* _Exercise objective_
When a line of the records below contains the string "segments", copy that whole line.

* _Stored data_

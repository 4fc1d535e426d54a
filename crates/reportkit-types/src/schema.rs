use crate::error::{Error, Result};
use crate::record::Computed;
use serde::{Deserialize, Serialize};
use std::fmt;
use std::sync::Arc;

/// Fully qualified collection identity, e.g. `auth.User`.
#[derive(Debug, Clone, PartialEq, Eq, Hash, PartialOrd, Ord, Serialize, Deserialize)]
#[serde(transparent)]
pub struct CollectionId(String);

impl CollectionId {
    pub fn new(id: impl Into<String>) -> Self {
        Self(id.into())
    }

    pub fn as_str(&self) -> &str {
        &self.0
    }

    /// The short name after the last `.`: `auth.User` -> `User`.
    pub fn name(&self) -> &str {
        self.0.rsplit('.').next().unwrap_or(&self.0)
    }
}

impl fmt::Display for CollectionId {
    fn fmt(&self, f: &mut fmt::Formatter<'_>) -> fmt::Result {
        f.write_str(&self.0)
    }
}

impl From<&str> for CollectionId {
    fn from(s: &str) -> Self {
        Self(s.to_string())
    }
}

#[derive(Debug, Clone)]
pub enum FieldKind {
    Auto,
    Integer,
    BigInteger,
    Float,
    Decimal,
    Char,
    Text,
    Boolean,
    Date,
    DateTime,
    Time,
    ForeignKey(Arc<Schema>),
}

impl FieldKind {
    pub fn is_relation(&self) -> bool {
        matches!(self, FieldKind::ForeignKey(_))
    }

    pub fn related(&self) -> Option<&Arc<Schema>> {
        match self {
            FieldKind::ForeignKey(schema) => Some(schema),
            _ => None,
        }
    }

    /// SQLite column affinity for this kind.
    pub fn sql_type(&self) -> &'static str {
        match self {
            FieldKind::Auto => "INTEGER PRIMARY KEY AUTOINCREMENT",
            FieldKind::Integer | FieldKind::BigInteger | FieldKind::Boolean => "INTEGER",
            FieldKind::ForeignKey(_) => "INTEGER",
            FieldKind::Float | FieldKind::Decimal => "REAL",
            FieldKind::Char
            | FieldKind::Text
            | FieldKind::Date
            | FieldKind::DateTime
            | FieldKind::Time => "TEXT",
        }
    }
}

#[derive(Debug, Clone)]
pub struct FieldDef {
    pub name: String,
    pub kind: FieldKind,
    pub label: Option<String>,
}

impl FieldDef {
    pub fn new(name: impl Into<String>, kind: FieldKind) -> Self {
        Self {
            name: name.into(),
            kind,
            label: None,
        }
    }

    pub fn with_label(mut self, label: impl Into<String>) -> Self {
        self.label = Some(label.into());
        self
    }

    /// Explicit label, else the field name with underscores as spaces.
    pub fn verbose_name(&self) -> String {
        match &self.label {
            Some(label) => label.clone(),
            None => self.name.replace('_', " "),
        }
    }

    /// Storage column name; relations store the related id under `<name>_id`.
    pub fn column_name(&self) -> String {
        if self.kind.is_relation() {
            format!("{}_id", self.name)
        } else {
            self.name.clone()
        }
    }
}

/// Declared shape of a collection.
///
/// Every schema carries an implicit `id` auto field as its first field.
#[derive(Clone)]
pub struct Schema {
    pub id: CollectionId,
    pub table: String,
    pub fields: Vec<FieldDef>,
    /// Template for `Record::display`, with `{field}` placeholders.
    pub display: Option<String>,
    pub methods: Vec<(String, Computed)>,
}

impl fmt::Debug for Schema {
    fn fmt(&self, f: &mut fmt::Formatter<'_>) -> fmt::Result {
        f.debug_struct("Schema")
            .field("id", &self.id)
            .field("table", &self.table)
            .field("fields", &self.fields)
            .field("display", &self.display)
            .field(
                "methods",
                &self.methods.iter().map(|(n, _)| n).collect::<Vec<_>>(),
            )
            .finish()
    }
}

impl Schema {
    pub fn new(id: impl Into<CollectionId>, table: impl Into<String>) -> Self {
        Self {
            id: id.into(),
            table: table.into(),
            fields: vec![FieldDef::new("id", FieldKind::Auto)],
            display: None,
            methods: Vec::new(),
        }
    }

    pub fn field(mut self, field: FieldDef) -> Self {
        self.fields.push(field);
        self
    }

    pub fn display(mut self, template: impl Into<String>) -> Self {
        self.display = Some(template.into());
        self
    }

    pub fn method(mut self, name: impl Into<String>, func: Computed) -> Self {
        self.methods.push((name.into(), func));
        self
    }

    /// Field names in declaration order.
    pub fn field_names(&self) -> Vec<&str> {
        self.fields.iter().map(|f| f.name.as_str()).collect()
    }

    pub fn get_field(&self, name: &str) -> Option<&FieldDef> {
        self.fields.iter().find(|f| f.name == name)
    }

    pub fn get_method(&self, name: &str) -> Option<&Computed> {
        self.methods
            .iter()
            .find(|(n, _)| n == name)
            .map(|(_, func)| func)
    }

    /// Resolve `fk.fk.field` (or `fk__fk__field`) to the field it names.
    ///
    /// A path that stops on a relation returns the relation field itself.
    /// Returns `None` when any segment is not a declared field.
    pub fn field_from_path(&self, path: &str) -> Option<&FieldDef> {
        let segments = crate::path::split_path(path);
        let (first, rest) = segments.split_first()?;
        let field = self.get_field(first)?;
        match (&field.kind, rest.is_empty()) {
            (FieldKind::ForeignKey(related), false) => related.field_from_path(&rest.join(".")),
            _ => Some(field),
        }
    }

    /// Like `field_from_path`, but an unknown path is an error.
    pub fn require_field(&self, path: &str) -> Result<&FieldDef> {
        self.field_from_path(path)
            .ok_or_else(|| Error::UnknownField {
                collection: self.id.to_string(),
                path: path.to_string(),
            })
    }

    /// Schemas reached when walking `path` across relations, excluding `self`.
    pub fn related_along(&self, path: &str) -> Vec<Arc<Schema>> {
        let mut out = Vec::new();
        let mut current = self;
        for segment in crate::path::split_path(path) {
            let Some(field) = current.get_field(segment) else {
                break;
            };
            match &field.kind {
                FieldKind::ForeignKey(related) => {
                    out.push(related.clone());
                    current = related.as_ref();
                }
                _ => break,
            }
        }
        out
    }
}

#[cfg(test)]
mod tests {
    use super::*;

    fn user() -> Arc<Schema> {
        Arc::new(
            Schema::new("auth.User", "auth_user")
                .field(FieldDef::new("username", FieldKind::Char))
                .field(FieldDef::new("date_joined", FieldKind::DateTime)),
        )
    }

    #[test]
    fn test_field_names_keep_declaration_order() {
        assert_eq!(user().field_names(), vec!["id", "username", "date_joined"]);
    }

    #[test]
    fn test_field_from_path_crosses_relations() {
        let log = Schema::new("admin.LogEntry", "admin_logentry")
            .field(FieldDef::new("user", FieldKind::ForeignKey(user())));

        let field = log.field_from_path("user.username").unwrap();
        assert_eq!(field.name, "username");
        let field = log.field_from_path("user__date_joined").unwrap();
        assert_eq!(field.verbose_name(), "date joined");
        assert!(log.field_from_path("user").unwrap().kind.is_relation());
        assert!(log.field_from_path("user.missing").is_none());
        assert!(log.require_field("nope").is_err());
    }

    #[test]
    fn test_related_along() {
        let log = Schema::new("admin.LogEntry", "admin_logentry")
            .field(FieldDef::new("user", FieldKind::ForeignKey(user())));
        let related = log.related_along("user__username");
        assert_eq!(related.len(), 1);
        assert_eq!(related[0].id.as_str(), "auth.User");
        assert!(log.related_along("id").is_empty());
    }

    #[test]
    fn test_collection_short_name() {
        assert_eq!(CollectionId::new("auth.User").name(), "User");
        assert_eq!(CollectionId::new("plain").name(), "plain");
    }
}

--

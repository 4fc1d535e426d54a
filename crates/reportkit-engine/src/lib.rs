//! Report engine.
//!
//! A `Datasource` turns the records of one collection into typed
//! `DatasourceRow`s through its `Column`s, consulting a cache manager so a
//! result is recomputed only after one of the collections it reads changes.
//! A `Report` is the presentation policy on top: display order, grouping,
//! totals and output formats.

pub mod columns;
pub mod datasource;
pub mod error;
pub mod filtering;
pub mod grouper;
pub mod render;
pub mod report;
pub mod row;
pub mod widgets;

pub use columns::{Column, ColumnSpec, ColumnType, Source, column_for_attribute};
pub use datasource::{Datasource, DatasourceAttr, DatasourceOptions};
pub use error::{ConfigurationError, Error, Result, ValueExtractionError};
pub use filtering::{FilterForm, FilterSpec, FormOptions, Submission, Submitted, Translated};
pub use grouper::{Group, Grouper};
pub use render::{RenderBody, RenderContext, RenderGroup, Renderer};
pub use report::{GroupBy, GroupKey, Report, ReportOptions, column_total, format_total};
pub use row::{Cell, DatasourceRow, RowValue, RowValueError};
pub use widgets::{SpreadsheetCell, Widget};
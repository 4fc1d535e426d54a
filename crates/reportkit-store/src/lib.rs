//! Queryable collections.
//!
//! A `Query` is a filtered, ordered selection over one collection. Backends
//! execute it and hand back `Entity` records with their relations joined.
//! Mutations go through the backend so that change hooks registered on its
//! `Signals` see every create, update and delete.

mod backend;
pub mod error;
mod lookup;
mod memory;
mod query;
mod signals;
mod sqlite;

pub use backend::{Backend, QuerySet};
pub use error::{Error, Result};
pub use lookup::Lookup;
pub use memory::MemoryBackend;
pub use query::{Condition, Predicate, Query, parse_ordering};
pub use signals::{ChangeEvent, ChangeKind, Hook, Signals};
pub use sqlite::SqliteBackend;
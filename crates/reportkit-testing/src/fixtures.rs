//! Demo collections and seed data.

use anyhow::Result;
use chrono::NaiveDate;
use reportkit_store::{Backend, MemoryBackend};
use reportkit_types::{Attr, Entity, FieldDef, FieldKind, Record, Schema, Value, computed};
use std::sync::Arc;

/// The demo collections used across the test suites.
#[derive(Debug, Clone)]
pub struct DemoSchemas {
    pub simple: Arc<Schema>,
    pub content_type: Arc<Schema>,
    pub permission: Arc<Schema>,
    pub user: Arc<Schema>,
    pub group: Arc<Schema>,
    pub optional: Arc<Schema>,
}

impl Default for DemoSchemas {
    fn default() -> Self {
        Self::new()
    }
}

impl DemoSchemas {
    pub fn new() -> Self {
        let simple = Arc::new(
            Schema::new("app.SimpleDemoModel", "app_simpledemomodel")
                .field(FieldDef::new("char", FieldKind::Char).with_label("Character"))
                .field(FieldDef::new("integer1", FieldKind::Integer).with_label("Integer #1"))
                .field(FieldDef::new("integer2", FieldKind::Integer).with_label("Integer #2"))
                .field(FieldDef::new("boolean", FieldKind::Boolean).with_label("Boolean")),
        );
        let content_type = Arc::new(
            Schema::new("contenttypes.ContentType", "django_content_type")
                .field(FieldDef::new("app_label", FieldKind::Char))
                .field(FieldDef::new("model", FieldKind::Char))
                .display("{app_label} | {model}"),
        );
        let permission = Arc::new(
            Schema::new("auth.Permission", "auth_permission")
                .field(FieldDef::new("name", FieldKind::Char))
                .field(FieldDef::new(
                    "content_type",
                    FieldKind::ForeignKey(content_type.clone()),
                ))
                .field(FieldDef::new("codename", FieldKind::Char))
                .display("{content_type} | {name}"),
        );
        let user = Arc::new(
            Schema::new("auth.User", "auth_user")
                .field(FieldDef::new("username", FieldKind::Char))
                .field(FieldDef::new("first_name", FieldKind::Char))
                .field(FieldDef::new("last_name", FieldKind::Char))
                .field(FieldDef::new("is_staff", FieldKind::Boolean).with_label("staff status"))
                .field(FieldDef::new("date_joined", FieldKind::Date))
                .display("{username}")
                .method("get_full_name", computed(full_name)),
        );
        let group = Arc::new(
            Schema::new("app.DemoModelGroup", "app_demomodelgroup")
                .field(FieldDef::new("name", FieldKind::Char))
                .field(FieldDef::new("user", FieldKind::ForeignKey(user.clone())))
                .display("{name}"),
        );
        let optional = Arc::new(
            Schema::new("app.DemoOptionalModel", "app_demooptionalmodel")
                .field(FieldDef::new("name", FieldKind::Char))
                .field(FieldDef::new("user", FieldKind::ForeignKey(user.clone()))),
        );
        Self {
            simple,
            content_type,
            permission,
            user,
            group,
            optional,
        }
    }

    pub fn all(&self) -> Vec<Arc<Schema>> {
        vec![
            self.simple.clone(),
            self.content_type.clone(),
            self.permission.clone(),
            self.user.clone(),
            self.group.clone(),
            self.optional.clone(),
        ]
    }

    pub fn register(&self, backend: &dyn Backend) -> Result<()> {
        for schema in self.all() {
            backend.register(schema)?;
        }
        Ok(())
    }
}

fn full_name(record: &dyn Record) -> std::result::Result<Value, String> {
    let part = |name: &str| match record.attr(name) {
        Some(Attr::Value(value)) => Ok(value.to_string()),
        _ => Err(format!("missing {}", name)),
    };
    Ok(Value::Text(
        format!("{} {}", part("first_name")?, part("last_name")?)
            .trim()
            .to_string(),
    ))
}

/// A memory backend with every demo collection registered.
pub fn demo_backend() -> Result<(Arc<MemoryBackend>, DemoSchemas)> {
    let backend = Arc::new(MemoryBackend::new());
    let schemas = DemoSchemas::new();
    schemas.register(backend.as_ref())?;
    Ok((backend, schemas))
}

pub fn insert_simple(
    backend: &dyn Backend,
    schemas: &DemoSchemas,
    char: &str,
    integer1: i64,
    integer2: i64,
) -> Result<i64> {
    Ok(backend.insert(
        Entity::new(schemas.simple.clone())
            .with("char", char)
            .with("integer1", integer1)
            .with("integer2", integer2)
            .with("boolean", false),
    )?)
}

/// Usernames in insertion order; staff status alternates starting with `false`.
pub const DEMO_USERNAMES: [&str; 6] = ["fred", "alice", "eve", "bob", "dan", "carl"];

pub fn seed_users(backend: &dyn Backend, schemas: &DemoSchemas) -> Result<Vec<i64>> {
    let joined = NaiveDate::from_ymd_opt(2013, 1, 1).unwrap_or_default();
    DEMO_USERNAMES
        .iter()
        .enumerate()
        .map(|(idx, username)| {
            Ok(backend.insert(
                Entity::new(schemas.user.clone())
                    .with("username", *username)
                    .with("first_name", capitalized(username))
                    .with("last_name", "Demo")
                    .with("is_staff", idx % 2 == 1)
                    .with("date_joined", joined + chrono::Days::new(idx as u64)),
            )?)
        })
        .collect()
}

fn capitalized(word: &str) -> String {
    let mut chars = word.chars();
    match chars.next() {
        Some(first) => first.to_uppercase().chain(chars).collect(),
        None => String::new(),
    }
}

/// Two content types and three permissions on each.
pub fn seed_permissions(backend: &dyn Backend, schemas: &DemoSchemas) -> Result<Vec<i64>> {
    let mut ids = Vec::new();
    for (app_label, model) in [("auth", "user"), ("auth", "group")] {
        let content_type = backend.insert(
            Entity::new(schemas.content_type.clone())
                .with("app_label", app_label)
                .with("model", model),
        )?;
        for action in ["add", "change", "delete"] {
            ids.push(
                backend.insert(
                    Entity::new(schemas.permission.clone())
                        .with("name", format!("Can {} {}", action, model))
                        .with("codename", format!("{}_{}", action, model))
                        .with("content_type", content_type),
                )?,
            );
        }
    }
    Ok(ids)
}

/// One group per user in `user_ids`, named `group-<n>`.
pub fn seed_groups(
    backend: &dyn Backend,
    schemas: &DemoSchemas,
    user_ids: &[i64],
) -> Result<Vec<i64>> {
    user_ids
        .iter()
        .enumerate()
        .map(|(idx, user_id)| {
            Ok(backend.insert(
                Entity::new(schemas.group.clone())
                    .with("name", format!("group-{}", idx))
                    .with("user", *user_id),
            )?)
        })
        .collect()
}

...

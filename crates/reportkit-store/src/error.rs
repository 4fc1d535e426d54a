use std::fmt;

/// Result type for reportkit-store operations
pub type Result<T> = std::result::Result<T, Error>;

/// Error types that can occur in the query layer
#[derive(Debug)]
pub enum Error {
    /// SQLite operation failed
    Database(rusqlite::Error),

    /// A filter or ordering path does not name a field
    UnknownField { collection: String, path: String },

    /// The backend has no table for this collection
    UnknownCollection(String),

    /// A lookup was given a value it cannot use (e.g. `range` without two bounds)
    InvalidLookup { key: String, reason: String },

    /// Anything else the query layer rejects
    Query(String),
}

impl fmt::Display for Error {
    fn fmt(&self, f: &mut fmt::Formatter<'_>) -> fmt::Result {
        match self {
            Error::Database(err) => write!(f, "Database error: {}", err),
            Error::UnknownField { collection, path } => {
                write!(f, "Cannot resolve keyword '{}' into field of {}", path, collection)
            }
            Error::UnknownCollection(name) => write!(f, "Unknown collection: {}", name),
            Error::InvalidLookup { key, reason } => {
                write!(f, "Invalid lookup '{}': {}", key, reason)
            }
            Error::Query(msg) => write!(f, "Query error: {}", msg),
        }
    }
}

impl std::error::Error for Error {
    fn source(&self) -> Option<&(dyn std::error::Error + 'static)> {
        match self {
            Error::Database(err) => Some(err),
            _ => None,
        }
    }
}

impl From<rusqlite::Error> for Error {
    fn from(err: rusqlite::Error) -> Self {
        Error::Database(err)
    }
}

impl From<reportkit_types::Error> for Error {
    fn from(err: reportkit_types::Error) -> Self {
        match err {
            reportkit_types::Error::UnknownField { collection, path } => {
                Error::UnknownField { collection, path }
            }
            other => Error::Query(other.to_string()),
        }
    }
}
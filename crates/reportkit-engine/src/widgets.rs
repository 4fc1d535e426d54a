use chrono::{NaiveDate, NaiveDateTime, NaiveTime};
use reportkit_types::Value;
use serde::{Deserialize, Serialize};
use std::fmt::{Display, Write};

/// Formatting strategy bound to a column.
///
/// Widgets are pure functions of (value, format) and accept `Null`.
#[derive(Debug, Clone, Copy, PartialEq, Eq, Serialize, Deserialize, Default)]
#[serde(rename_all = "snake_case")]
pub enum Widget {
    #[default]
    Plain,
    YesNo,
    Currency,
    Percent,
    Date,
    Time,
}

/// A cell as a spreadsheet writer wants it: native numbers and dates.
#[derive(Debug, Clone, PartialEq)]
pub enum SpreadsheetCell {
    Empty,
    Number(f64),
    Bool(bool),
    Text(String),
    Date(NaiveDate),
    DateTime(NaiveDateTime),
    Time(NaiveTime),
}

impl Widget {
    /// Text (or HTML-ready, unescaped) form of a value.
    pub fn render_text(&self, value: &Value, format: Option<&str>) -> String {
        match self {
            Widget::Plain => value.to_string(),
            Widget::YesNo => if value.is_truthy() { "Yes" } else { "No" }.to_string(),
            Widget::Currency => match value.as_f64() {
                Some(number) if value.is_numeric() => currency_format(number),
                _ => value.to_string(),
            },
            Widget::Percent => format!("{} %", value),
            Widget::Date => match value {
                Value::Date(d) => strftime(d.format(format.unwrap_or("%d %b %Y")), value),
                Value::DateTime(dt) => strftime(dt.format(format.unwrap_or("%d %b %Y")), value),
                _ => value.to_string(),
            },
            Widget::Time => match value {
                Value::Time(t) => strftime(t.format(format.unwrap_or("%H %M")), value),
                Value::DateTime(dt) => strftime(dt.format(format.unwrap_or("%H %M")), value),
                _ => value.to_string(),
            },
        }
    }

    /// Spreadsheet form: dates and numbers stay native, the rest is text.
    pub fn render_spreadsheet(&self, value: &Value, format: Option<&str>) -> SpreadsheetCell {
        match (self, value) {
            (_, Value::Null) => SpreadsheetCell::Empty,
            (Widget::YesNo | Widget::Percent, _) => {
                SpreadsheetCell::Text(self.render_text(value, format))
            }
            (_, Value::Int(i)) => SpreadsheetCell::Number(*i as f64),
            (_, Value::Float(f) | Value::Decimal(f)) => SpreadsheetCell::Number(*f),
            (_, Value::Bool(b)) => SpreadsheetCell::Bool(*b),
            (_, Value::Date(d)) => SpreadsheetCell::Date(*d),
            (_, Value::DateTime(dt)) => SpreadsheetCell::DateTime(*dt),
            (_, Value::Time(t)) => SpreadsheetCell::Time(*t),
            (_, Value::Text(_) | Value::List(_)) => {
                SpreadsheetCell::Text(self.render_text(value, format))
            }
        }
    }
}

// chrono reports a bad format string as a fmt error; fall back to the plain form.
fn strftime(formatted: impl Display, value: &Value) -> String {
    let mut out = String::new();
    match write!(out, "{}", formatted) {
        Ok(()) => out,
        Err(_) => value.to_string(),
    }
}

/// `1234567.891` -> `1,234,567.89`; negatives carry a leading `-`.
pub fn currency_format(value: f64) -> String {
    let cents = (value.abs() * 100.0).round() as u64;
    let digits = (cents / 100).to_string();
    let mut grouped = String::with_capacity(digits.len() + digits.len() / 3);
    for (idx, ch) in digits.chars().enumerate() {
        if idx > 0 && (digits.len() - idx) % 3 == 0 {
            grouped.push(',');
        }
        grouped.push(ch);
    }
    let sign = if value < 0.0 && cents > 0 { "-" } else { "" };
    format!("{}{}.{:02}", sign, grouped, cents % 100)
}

* _Written response_
        let segments = crate::path::split_path(path);
        let (first, rest) = segments.split_first()?;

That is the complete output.